Leaders don’t work in isolation – they work within teams, departments and organisations, as well as in multiple partnerships across the whole health economy.
Furthermore, while we’ve gained a reasonable understanding of how to go about implementing new approaches at a local level within a team or department, scaling up and getting change accepted and embedded organisation-wide is much more problematic and we have much to learn. And the size of the challenge multiplies exponentially when attempting change at a whole health economy level.
Jo Bibby, the Health Foundation’s Director of Improvement Programmes says: ‘To make large scale healthcare improvements happen we need to develop the skills of individuals and help them to put these into practice. We also need to understand the context in which they work because existing systems, structures and workplace cultures are not always conducive to change.’

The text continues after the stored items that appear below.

// (c) 2026 Ross Younger

//! 📖 The file transfer protocol
//!
//! ## Overview
//!
//! Two peers share a narrow, packet-oriented link which delivers whole packets, in order,
//! each no longer than a maximum size fixed for each direction (typically a BLE characteristic).
//! The **requester** issues file operations; the **responder** owns the filesystem-like store
//! and serves them.
//!
//! Every message begins with a one-byte [`Command`] tag and a fixed-layout header
//! (see [`header`]). Some messages carry a trailing payload whose length is always declared
//! in the header, never inferred from packet boundaries. A message longer than the link's
//! maximum packet size is sent as several successive packets; the receiver keeps reading
//! until it has the declared number of bytes.
//!
//! Only one operation is in flight on a connection at a time.
//!
//! ## Operations
//!
//! | Request | Response(s) |
//! |---|---|
//! | `Read` + path | `ReadData` + chunk, then (`ReadPacing`, `ReadData` + chunk)* |
//! | `Write` + path | `WritePacing`, then (`WriteData` + chunk, `WritePacing`)* |
//! | `Mkdir` + path | `MkdirStatus` |
//! | `Delete` + path | `DeleteStatus` |
//! | `Listdir` + path | (`ListdirEntry` + name)*, then a sentinel `ListdirEntry` |
//! | `Move` + old path + space + new path | `MoveStatus` |
//!
//! ### Reading
//!
//! The requester proposes a chunk size; the responder decides how many bytes to send each round.
//! After each chunk the requester acknowledges the offset it has reached and proposes the next
//! chunk size, until the whole file (from the requested offset) has been sent.
//!
//! ### Writing
//!
//! The requester declares the total length the file will have and the offset it is writing from.
//! The responder grants a number of bytes (`free_space`) each round and the requester sends exactly
//! that many. When everything has arrived the responder commits the file and sends a final
//! `WritePacing` at the total length, with zero free space and the modification time it stored.
//!
//! Either side may abandon a write by sending a non-`Ok` status. The responder commits nothing
//! unless the write completes.
//!
//! ### Listing
//!
//! The responder sends one `ListdirEntry` per child of the directory, each with an index and the
//! total count, followed by a sentinel entry whose index equals the total and which carries no name.
//!
//! ## Versions
//!
//! The transport reports the peer's protocol version when the connection is set up.
//! Version 3 introduced the current header set (with 64-bit modification times in nanoseconds
//! since the Unix epoch); older peers are not supported. `Move` requires version 4.
//! See [`Feature`].

mod command;
pub use command::{Command, FLAG_DIRECTORY, Status};

pub mod compat;
pub use compat::{Compatibility, Feature, OUR_COMPATIBILITY_LEVEL};

pub mod header;
pub use header::{Message, WireHeader};

pub mod path;
pub use path::PathAssembler;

In 2012 we will be exploring how we can help people to understand, manage and if necessary change the systems, structures and cultures that shape healthcare working environments. Our planned work has four key strands:
We will support leaders, who are in a position to influence large scale change, by sharing learning and insight. For example we will be disseminating an evidence review, scheduled for later this year, of organisational context and its impact on the ability to deliver better healthcare.
We will demonstrate effective strategies that can be used at an organisation-wide level. Our Shared Purpose programme, for example, will demonstrate how corporate support services can support clinical teams to achieve large scale quality improvements. Successful applicants from eight sites will be announced in April.
The programme will evaluate the impact on quality of new approaches from services such as finance, informatics, human resources and estates – and explore how to bring about greater day-to-day alignment between the goals of these support functions and those of clinical teams.
We will also be paying particular attention to the organisational context needed to support high quality patient experience through the Family and Patient-centred Care programme with The King’s Fund.
Recognising that truly patient centred care needs all parts of the system to work together effectively, we are scoping a major piece of work to develop relationships with long term partners, exploring how health economies can come together to bring about lasting change in the shape and quality of service provision.
We believe that healthcare networks have the potential to make a major contribution towards implementing large scale change and our Supporting Networks programme will offer practical support to around 30 existing networks to develop and share insight into what makes networks effective.
And it’s business as usual with our established leadership development programmes, GenerationQ and the Quality Improvement Fellowships which will continue throughout the year.